# horror movie help



## CB_Christmas (Aug 12, 2009)

The Plot is basically that we have a main character who was given a special item to protect him from this evil thing that has been haunting the family (his grandmother, who was killed after she gave him the item -a chess peice- that would protect him)

need help with ways for the spirit to haunt the main character ranging from mild to very agressive...

thanks in advance!


----------



## RoxyBlue (Oct 6, 2008)

Is this a movie you're making, CB?


----------



## CB_Christmas (Aug 12, 2009)

yes and when it is done, i will post it


----------



## RoxyBlue (Oct 6, 2008)

Can't think of any haunting tactics off the top of my head, but one thing that does come to mind is the possibility of using chess imagery in the movie since a chess piece is part of your plot.
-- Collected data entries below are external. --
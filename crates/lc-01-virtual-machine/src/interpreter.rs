//! # Reference Interpreter
//!
//! Runs a flat instruction list against a working copy of the ledger.
//! Every instruction costs one computation unit; the first error stops the
//! program and discards the working copy together with all emitted events.
//! Log lines survive a failure.

use crate::domain::entities::{
    event_types, RuntimeEvent, ScriptProcedure, TransactionProcedure,
};
use crate::domain::ledger::LedgerState;
use crate::domain::value_objects::VmIdentifier;
use crate::errors::VmError;
use crate::ports::inbound::VirtualMachine;
use serde_json::json;
use shared_types::{Address, FieldMap, Instruction, Script, Transaction, Value};
use tracing::{debug, instrument};

/// Interpreter state for one program run.
pub struct Interpreter<'a> {
    /// Working copy of the ledger.
    ledger: LedgerState,
    /// Accounts that authorized the run (empty for scripts).
    authorizers: &'a [Address],
    /// Account custom events are attributed to.
    emitter: Address,
    /// Scripts may not mutate.
    read_only: bool,
    /// Computation limit.
    gas_limit: u64,
    /// Computation consumed so far.
    gas_used: u64,
    /// Log lines.
    logs: Vec<String>,
    /// Events emitted so far.
    events: Vec<RuntimeEvent>,
    /// Last value produced by `ReadBalance` / `Load`.
    value: Option<Value>,
}

/// What a finished run leaves behind.
pub struct RunOutcome {
    /// Working ledger; only meaningful when `err` is `None`.
    pub ledger: LedgerState,
    /// First error raised, if any.
    pub err: Option<VmError>,
    /// Log lines (kept on failure).
    pub logs: Vec<String>,
    /// Events (empty on failure).
    pub events: Vec<RuntimeEvent>,
    /// Returned value (cleared on failure).
    pub value: Option<Value>,
    /// Computation consumed.
    pub gas_used: u64,
}

impl<'a> Interpreter<'a> {
    /// Interpreter for a transaction.
    pub fn for_transaction(tx: &'a Transaction, ledger: &LedgerState) -> Self {
        Self {
            ledger: ledger.clone(),
            authorizers: &tx.body.authorizers,
            emitter: tx.body.payer,
            read_only: false,
            gas_limit: tx.body.gas_limit,
            gas_used: 0,
            logs: Vec::new(),
            events: Vec::new(),
            value: None,
        }
    }

    /// Interpreter for a read-only script.
    pub fn for_script(ledger: &LedgerState, gas_limit: u64) -> Self {
        Self {
            ledger: ledger.clone(),
            authorizers: &[],
            emitter: Address::SERVICE,
            read_only: true,
            gas_limit,
            gas_used: 0,
            logs: Vec::new(),
            events: Vec::new(),
            value: None,
        }
    }

    /// Runs `program` to completion or first error.
    pub fn run(mut self, program: &[Instruction]) -> RunOutcome {
        let mut err = None;
        for instruction in program {
            if let Err(e) = self.step(instruction) {
                err = Some(e);
                break;
            }
        }

        if err.is_some() {
            self.events.clear();
            self.value = None;
        }

        RunOutcome {
            ledger: self.ledger,
            err,
            logs: self.logs,
            events: self.events,
            value: self.value,
            gas_used: self.gas_used,
        }
    }

    fn step(&mut self, instruction: &Instruction) -> Result<(), VmError> {
        self.charge()?;

        if self.read_only && instruction.is_mutating() {
            return Err(VmError::ReadOnlyViolation {
                instruction: instruction_name(instruction).to_string(),
            });
        }

        match instruction {
            Instruction::Log(line) => {
                self.logs.push(line.clone());
            }
            Instruction::Emit { event_type, fields } => {
                let event = RuntimeEvent::encode(event_type.as_str(), self.emitter, fields)?;
                self.events.push(event);
            }
            Instruction::CreateAccount { public_keys } => {
                let address = self.ledger.create_account(public_keys.clone());
                self.emit_builtin(
                    event_types::ACCOUNT_CREATED,
                    [("address", json!(address.to_string()))],
                )?;
            }
            Instruction::Mint { to, amount } => {
                self.require_authorizer(&Address::SERVICE)?;
                self.credit(to, *amount)?;
                self.emit_builtin(
                    event_types::TOKENS_MINTED,
                    [("to", json!(to.to_string())), ("amount", json!(amount))],
                )?;
            }
            Instruction::Transfer { from, to, amount } => {
                self.require_authorizer(from)?;
                if !self.ledger.contains(to) {
                    return Err(VmError::AccountNotFound(*to));
                }
                self.debit(from, *amount)?;
                self.credit(to, *amount)?;
                self.emit_builtin(
                    event_types::TOKENS_WITHDRAWN,
                    [("from", json!(from.to_string())), ("amount", json!(amount))],
                )?;
                self.emit_builtin(
                    event_types::TOKENS_DEPOSITED,
                    [("to", json!(to.to_string())), ("amount", json!(amount))],
                )?;
            }
            Instruction::Store {
                account,
                key,
                value,
            } => {
                self.require_authorizer(account)?;
                let target = self
                    .ledger
                    .account_mut(account)
                    .ok_or(VmError::AccountNotFound(*account))?;
                target.storage.insert(key.clone(), value.clone());
            }
            Instruction::ReadBalance { account } => {
                let balance = self
                    .ledger
                    .account(account)
                    .ok_or(VmError::AccountNotFound(*account))?
                    .balance;
                self.value = Some(json!(balance));
            }
            Instruction::Load { account, key } => {
                let stored = self
                    .ledger
                    .account(account)
                    .ok_or(VmError::AccountNotFound(*account))?
                    .storage
                    .get(key)
                    .cloned()
                    .unwrap_or(Value::Null);
                self.value = Some(stored);
            }
            Instruction::Abort(reason) => {
                return Err(VmError::Aborted(reason.clone()));
            }
        }
        Ok(())
    }

    fn charge(&mut self) -> Result<(), VmError> {
        if self.gas_used >= self.gas_limit {
            return Err(VmError::ComputationLimitExceeded {
                limit: self.gas_limit,
            });
        }
        self.gas_used += 1;
        Ok(())
    }

    fn require_authorizer(&self, account: &Address) -> Result<(), VmError> {
        if self.authorizers.contains(account) {
            Ok(())
        } else {
            Err(VmError::Unauthorized(*account))
        }
    }

    fn debit(&mut self, account: &Address, amount: u64) -> Result<(), VmError> {
        let source = self
            .ledger
            .account_mut(account)
            .ok_or(VmError::AccountNotFound(*account))?;
        if source.balance < amount {
            return Err(VmError::InsufficientBalance {
                account: *account,
                required: amount,
                available: source.balance,
            });
        }
        source.balance -= amount;
        Ok(())
    }

    fn credit(&mut self, account: &Address, amount: u64) -> Result<(), VmError> {
        let target = self
            .ledger
            .account_mut(account)
            .ok_or(VmError::AccountNotFound(*account))?;
        target.balance = target
            .balance
            .checked_add(amount)
            .ok_or(VmError::BalanceOverflow(*account))?;
        Ok(())
    }

    fn emit_builtin<const N: usize>(
        &mut self,
        event_type: &str,
        fields: [(&str, Value); N],
    ) -> Result<(), VmError> {
        let fields: FieldMap = fields
            .into_iter()
            .map(|(k, v)| (k.to_string(), v))
            .collect();
        let event = RuntimeEvent::encode(event_type, Address::SERVICE, &fields)?;
        self.events.push(event);
        Ok(())
    }
}

fn instruction_name(instruction: &Instruction) -> &'static str {
    match instruction {
        Instruction::Log(_) => "Log",
        Instruction::Emit { .. } => "Emit",
        Instruction::CreateAccount { .. } => "CreateAccount",
        Instruction::Mint { .. } => "Mint",
        Instruction::Transfer { .. } => "Transfer",
        Instruction::Store { .. } => "Store",
        Instruction::ReadBalance { .. } => "ReadBalance",
        Instruction::Load { .. } => "Load",
        Instruction::Abort(_) => "Abort",
    }
}

// =============================================================================
// REFERENCE VM
// =============================================================================

/// The emulator's built-in virtual machine.
#[derive(Debug, Clone, Copy, Default)]
pub struct ReferenceVm;

impl ReferenceVm {
    /// Creates the VM.
    #[must_use]
    pub fn new() -> Self {
        Self
    }
}

impl VirtualMachine for ReferenceVm {
    #[instrument(skip_all, fields(instructions = tx.body.program.len()))]
    fn run_transaction(
        &self,
        tx: &Transaction,
        ledger: &mut LedgerState,
    ) -> Result<TransactionProcedure, VmError> {
        let payload = tx
            .payload_bytes()
            .map_err(|e| VmError::Internal(e.to_string()))?;
        let id = VmIdentifier::digest(&payload);

        let outcome = Interpreter::for_transaction(tx, ledger).run(&tx.body.program);

        match &outcome.err {
            None => {
                *ledger = outcome.ledger;
                debug!(
                    ?id,
                    computation = outcome.gas_used,
                    events = outcome.events.len(),
                    "Transaction executed"
                );
            }
            Some(e) => {
                debug!(?id, error = %e, "Transaction reverted");
            }
        }

        Ok(TransactionProcedure {
            id,
            err: outcome.err,
            logs: outcome.logs,
            events: outcome.events,
            computation_used: outcome.gas_used,
        })
    }

    #[instrument(skip_all, fields(instructions = script.program.len(), gas_limit = gas_limit))]
    fn run_script(
        &self,
        script: &Script,
        ledger: &LedgerState,
        gas_limit: u64,
    ) -> Result<ScriptProcedure, VmError> {
        let canonical = script
            .canonical_bytes()
            .map_err(|e| VmError::Internal(e.to_string()))?;
        let id = VmIdentifier::digest(&canonical);

        let outcome = Interpreter::for_script(ledger, gas_limit).run(&script.program);
        debug!(?id, failed = outcome.err.is_some(), "Script executed");

        Ok(ScriptProcedure {
            id,
            value: outcome.value,
            err: outcome.err,
            logs: outcome.logs,
            events: outcome.events,
            computation_used: outcome.gas_used,
        })
    }
}

// =============================================================================
// TESTS
// =============================================================================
For example, whenever a haunting event is about to occur, you could have a cutaway showing two spectral or demonic characters playing a game of chess. It could be narrowed down to just a view of the chess board itself to make it a bit more surreal, with a grisly hand lifting and placing a piece as a prelude to something ugly happening to your main character. The piece being moved could be symbolic of the haunting event in some way. Just a thought


----------



## Eldritch_Horror (Jul 27, 2008)

The grandmother who was killed could be used to antagonate him. Blaming him for her death, chiding him for making her death pointless, or even just appearing in different levels of distress from being tortured by the 'evil thing'.


----------



## CB_Christmas (Aug 12, 2009)

we already have the plot down, just need ideas for the sprit to do to the victim (ex. seeing shadows, tv or lights turning off, getting pulled out of bed.)


----------